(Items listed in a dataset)

--------------------------------

//! Post-processing of a solved model: balance checks, yields and pretty printed tables.
use crate::PoreReactor::discrete_system::PoreVar;
use crate::PoreReactor::reactor_errors::CascadeError;
use crate::PoreReactor::reactor_model::ReactorModel;
use crate::PoreReactor::solver_config::SolverResults;
use log::{info, warn};
use prettytable::{Table, row};

/// Balance checks of the discretized solution
#[derive(Debug, Clone, PartialEq)]
pub struct SolutionQuality {
    /// max |S_pore(0, t) - S_bulk(t)|
    pub entrance_mismatch: f64,
    /// max |L dS/dx(L, t)|
    pub far_end_gradient: f64,
    /// max |S_bulk(0) - S_initial|
    pub initial_condition_error: f64,
    /// max |Σ S_bulk(t) - Σ S_initial| / Σ S_initial
    pub species_sum_drift: f64,
}

impl Default for SolutionQuality {
    fn default() -> Self {
        Self {
            entrance_mismatch: 0.0,
            far_end_gradient: 0.0,
            initial_condition_error: 0.0,
            species_sum_drift: 0.0,
        }
    }
}

impl SolutionQuality {
    pub fn is_within(&self, tol: f64) -> bool {
        self.entrance_mismatch <= tol
            && self.far_end_gradient <= tol
            && self.initial_condition_error <= tol
            && self.species_sum_drift <= tol
    }
}

pub fn check_solution(model: &ReactorModel) -> Result<SolutionQuality, CascadeError> {
    let (system, z) = match (model.system(), model.values()) {
        (Some(system), Some(z)) => (system, z),
        _ => {
            return Err(CascadeError::Discretization(
                "model has not been discretized".to_string(),
            ));
        }
    };
    let l = system.layout;
    let initial = &system.bulk.initial_conditions;
    let mut quality = SolutionQuality::default();
    for c in 0..l.n_species {
        quality.initial_condition_error = quality
            .initial_condition_error
            .max((z[l.bulk(c, 0)] - initial[c]).abs());
        for i in 0..l.n_time_points {
            let entrance = z[l.pore(i, c, PoreVar::Value, 0)];
            quality.entrance_mismatch = quality
                .entrance_mismatch
                .max((entrance - z[l.bulk(c, i)]).abs());
            quality.far_end_gradient = quality
                .far_end_gradient
                .max(z[l.pore(i, c, PoreVar::Gradient, l.n_pore_points - 1)].abs());
        }
    }
    let total0: f64 = initial.iter().sum();
    if total0 > 0.0 {
        for i in 0..l.n_time_points {
            let total: f64 = (0..l.n_species).map(|c| z[l.bulk(c, i)]).sum();
            quality.species_sum_drift = quality
                .species_sum_drift
                .max((total - total0).abs() / total0);
        }
    }
    info!("solution quality: {:?}", quality);
    if !quality.is_within(1e-3) {
        warn!("solution balances are violated: {:?}", quality);
    }
    Ok(quality)
}

/// S_i(t_f) / S_1(0) of every product species
pub fn yields(model: &ReactorModel) -> Result<Vec<(String, f64)>, CascadeError> {
    let species = model.params().species();
    let first = model.bulk_trajectory(&species[0])?;
    let s1_initial = first.first().map(|&(_, s)| s).unwrap_or(0.0);
    if !(s1_initial > 0.0) {
        return Err(CascadeError::InvalidParameter(
            "yield is undefined for a zero initial substrate".to_string(),
        ));
    }
    species[1..]
        .iter()
        .map(|s| Ok((s.clone(), model.final_bulk(s)? / s1_initial)))
        .collect()
}

/// Task summary: geometry, constants and the symbolic balances
pub fn print_task(model: &ReactorModel) {
    let params = model.params();
    let mut table = Table::new();
    table.add_row(row!["Parameter", "Value"]);
    table.add_row(row!["topology", model.topology().to_string()]);
    table.add_row(row!["kinetics", format!("{:?}", params.kinetics())]);
    table.add_row(row!["t_f", format!("{}", params.reaction_time())]);
    table.add_row(row!["L", format!("{:.3e}", params.pore_length())]);
    table.add_row(row!["A", format!("{:.3e}", params.pore_area())]);
    table.add_row(row!["Np", format!("{:.3e}", params.pores_count())]);
    for (i, s) in params.species().iter().enumerate() {
        table.add_row(row![
            format!("{}: S0, D", s),
            format!(
                "{}, {:.3e}",
                params.initial_concentrations()[i],
                params.diffusivity()[i]
            )
        ]);
    }
    for (j, e) in params.enzymes().iter().enumerate() {
        table.add_row(row![
            format!("{}: E_max, k, K_M", e),
            format!(
                "{}, {}, {}",
                params.max_enzyme_density()[j],
                params.reaction_const()[j],
                params.michaelis_const()[j]
            )
        ]);
    }
    table.printstd();

    let mut eq_table = Table::new();
    eq_table.add_row(row!["Balance", "Equation"]);
    let pore = model.pore_balance();
    for (s, eq) in pore.species.iter().zip(pore.equation_exprs()) {
        eq_table.add_row(row![format!("pore {}", s), format!("{} = 0", eq)]);
    }
    let bulk = model.bulk_balance();
    for (s, rate) in bulk.species.iter().zip(bulk.rate_exprs()) {
        eq_table.add_row(row![format!("bulk d{}/dt", s), format!("{}", rate)]);
    }
    eq_table.printstd();
}

/// Bulk concentrations at up to `rows` time points, solver status and yields
pub fn print_results(
    model: &ReactorModel,
    results: &SolverResults,
    rows: usize,
) -> Result<(), CascadeError> {
    let species = model.params().species().to_vec();
    let trajectories = species
        .iter()
        .map(|s| model.bulk_trajectory(s))
        .collect::<Result<Vec<_>, _>>()?;
    let n = trajectories.first().map(|t| t.len()).unwrap_or(0);
    let stride = if rows == 0 { n.max(1) } else { (n / rows).max(1) };

    let mut table = Table::new();
    let mut header = vec!["t".to_string()];
    header.extend(species.iter().cloned());
    table.add_row(header.into());
    let mut indices: Vec<usize> = (0..n).step_by(stride).collect();
    if n > 0 && indices.last() != Some(&(n - 1)) {
        indices.push(n - 1);
    }
    for i in indices {
        let mut cells = vec![format!("{:.2}", trajectories[0][i].0)];
        cells.extend(trajectories.iter().map(|t| format!("{:.5}", t[i].1)));
        table.add_row(cells.into());
    }
    table.printstd();

    let mut status = Table::new();
    status.add_row(row!["termination", results.termination.to_string()]);
    status.add_row(row!["status", results.status.to_string()]);
    status.add_row(row!["attempt", format!("{:?}", results.attempt)]);
    status.add_row(row!["iterations", results.iterations.to_string()]);
    status.add_row(row![
        "constraint violation",
        format!("{:.3e}", results.constraint_violation)
    ]);
    if results.is_optimal() {
        for (s, y) in yields(model)? {
            status.add_row(row![format!("{} yield", s), format!("{:.4}", y)]);
        }
    }
    status.printstd();
    Ok(())
}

--------------------------------

*WORK TASK:* Using the data above, repeat exactly the lines that begin at the line with "let n = trajectories.first().map(|t|" and end at the line with "table.add_row(header.into());", both ends included.

*YOUR RESPONSE:*
    let n = trajectories.first().map(|t| t.len()).unwrap_or(0);
    let stride = if rows == 0 { n.max(1) } else { (n / rows).max(1) };

    let mut table = Table::new();
    let mut header = vec!["t".to_string()];
    header.extend(species.iter().cloned());
    table.add_row(header.into());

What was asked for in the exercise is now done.